Source material ->
//! Reduction of incremental chat results into one final result.
//!
//! [`MessageAggregator`] forwards every item of a result stream as soon as it
//! arrives and hands the reduced result to a callback once the stream ends.
//!
//! ```rust
//! use hchat::{ChatResult, Generation, StreamAggregator};
//!
//! let mut aggregator = StreamAggregator::new();
//! for text in ["Hel", "lo"] {
//!     aggregator.absorb(&ChatResult {
//!         generations: vec![Generation { text: text.to_string(), ..Generation::default() }],
//!         ..ChatResult::default()
//!     });
//! }
//!
//! assert_eq!(aggregator.finish().text(), "Hello");
//! ```

use std::collections::BTreeMap;
use std::pin::Pin;
use std::task::{Context, Poll};

use futures_core::Stream;
use futures_util::StreamExt;
use hcommon::MetadataMap;
use hprovider::{TokenUsage, ToolCall};

use crate::tool_calls::requests_tools;
use crate::{
    ChatError, ChatResult, ChatResultMetadata, ChatResultStream, Generation, METADATA_FINISH_REASON,
    METADATA_ID, METADATA_ROLE,
};

#[derive(Debug, Clone, Default)]
struct GenerationState {
    text: String,
    tool_calls: Vec<ToolCall>,
    finish_reason: String,
    metadata: MetadataMap,
}

impl GenerationState {
    fn absorb(&mut self, generation: &Generation) {
        self.text.push_str(&generation.text);

        for call in &generation.tool_calls {
            merge_tool_call(&mut self.tool_calls, call);
        }

        if !generation.finish_reason.is_empty() {
            self.finish_reason = generation.finish_reason.clone();
        }

        for (key, value) in &generation.metadata {
            let keep_first = key == METADATA_ID || key == METADATA_ROLE;
            let current = self.metadata.entry(key.clone()).or_default();
            if current.is_empty() || (!keep_first && !value.is_empty()) {
                *current = value.clone();
            }
        }
    }

    fn to_generation(&self, index: u32) -> Generation {
        let mut metadata = self.metadata.clone();
        for key in [METADATA_ID, METADATA_ROLE] {
            metadata.entry(key.to_string()).or_default();
        }
        metadata.insert(
            METADATA_FINISH_REASON.to_string(),
            self.finish_reason.clone(),
        );

        Generation {
            index,
            text: self.text.clone(),
            tool_calls: self.tool_calls.clone(),
            finish_reason: self.finish_reason.clone(),
            metadata,
        }
    }
}

/// Fragments of one call share an id; an id-less fragment continues the
/// latest call. Names are replaced when non-empty and arguments are appended.
fn merge_tool_call(calls: &mut Vec<ToolCall>, fragment: &ToolCall) {
    let existing = if fragment.id.is_empty() {
        calls.last_mut()
    } else {
        calls.iter_mut().find(|call| call.id == fragment.id)
    };

    match existing {
        Some(call) => {
            if !fragment.name.is_empty() {
                call.name = fragment.name.clone();
            }
            call.arguments.push_str(&fragment.arguments);
        }
        None => calls.push(fragment.clone()),
    }
}

/// Folds chat results in arrival order.
///
/// Text and tool calls are concatenated per generation index. The first
/// non-empty id, role, model and creation time win; finish reason and usage
/// take the last non-empty value.
///
/// A result carrying a different non-empty response id starts over: it
/// belongs to the follow-up request of a resolved tool round, and the final
/// answer is the reduction of that last response alone.
#[derive(Debug, Clone, Default)]
pub struct StreamAggregator {
    id: String,
    model: String,
    created: Option<i64>,
    usage: TokenUsage,
    generations: BTreeMap<u32, GenerationState>,
    absorbed: usize,
}

impl StreamAggregator {
    pub fn new() -> Self {
        Self::default()
    }

    pub fn absorb(&mut self, result: &ChatResult) {
        self.absorbed += 1;

        if !self.id.is_empty() && !result.metadata.id.is_empty() && result.metadata.id != self.id {
            *self = Self {
                absorbed: self.absorbed,
                ..Self::default()
            };
        }

        if self.id.is_empty() {
            self.id = result.metadata.id.clone();
        }
        if self.model.is_empty() {
            self.model = result.metadata.model.clone();
        }
        if self.created.is_none() {
            self.created = result.metadata.created;
        }
        if !result.metadata.usage.is_empty() {
            self.usage = result.metadata.usage;
        }

        for generation in &result.generations {
            self.generations
                .entry(generation.index)
                .or_default()
                .absorb(generation);
        }
    }

    /// Number of results absorbed so far, including empty ones.
    pub fn absorbed(&self) -> usize {
        self.absorbed
    }

    pub fn is_empty(&self) -> bool {
        self.generations.is_empty()
    }

    /// Whether any accumulated generation has finished with a tool request.
    pub fn requests_tools(&self) -> bool {
        self.generations
            .values()
            .any(|state| requests_tools(&state.tool_calls, &state.finish_reason))
    }

    /// The reduced result so far, leaving the aggregator usable.
    pub fn snapshot(&self) -> ChatResult {
        ChatResult {
            generations: self
                .generations
                .iter()
                .map(|(index, state)| state.to_generation(*index))
                .collect(),
            metadata: ChatResultMetadata {
                id: self.id.clone(),
                model: self.model.clone(),
                usage: self.usage,
                created: self.created,
            },
        }
    }

    pub fn finish(self) -> ChatResult {
        self.snapshot()
    }
}

type CompletionCallback<'a> = Box<dyn FnOnce(ChatResult) + Send + 'a>;

/// Pass-through stream adapter that reduces what it forwards.
///
/// Items are yielded unchanged and without delay. When the inner stream ends
/// without an error, `on_complete` receives the reduced result exactly once.
pub struct MessageAggregator<'a> {
    inner: ChatResultStream<'a>,
    aggregator: StreamAggregator,
    on_complete: Option<CompletionCallback<'a>>,
    failed: bool,
}

impl<'a> MessageAggregator<'a> {
    pub fn new<F>(inner: ChatResultStream<'a>, on_complete: F) -> Self
    where
        F: FnOnce(ChatResult) + Send + 'a,
    {
        Self {
            inner,
            aggregator: StreamAggregator::new(),
            on_complete: Some(Box::new(on_complete)),
            failed: false,
        }
    }
}

impl Stream for MessageAggregator<'_> {
    type Item = Result<ChatResult, ChatError>;

    fn poll_next(self: Pin<&mut Self>, cx: &mut Context<'_>) -> Poll<Option<Self::Item>> {
        let this = self.get_mut();

        match this.inner.as_mut().poll_next(cx) {
            Poll::Ready(Some(item)) => {
                match &item {
                    Ok(result) => this.aggregator.absorb(result),
                    Err(_) => this.failed = true,
                }
                Poll::Ready(Some(item))
            }
            Poll::Ready(None) => {
                if let Some(on_complete) = this.on_complete.take()
                    && !this.failed
                {
                    on_complete(std::mem::take(&mut this.aggregator).finish());
                }
                Poll::Ready(None)
            }
            Poll::Pending => Poll::Pending,
        }
    }

    fn size_hint(&self) -> (usize, Option<usize>) {
        self.inner.size_hint()
    }
}

/// Drains `stream` and returns the reduced result, or the first error.
pub async fn collect_final(mut stream: ChatResultStream<'_>) -> Result<ChatResult, ChatError> {
    let mut aggregator = StreamAggregator::new();

    while let Some(item) = stream.next().await {
        aggregator.absorb(&item?);
    }

    Ok(aggregator.finish())
}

Task requirements -> Go through the entries above and count the lines containing "reduced". Give the number only.

Exercise result -> 4